[Opening Materials provided section]

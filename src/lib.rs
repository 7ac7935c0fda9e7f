pub mod actors;
#[cfg(feature = "api")]
pub mod api;
pub mod config;
pub mod engine;
pub mod models;
pub mod monitors;
pub mod storage;
pub mod util;

pub use engine::{CycleReport, EngineError, StatusEngine};
pub use models::{Application, ApplicationStatus, Server, ServerKind, ServerStatus};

[Closing Materials provided section]

▶ _Task statement_
Write the entries above out again, unchanged and complete.

▶ _Response area_
filename src/lib.rs
repository 7ac7935c0fda9e7f
pub mod actors;
#[cfg(feature = "api")]
pub mod api;
pub mod config;
pub mod engine;
pub mod models;
pub mod monitors;
pub mod storage;
pub mod util;

pub use engine::{CycleReport, EngineError, StatusEngine};
pub use models::{Application, ApplicationStatus, Server, ServerKind, ServerStatus};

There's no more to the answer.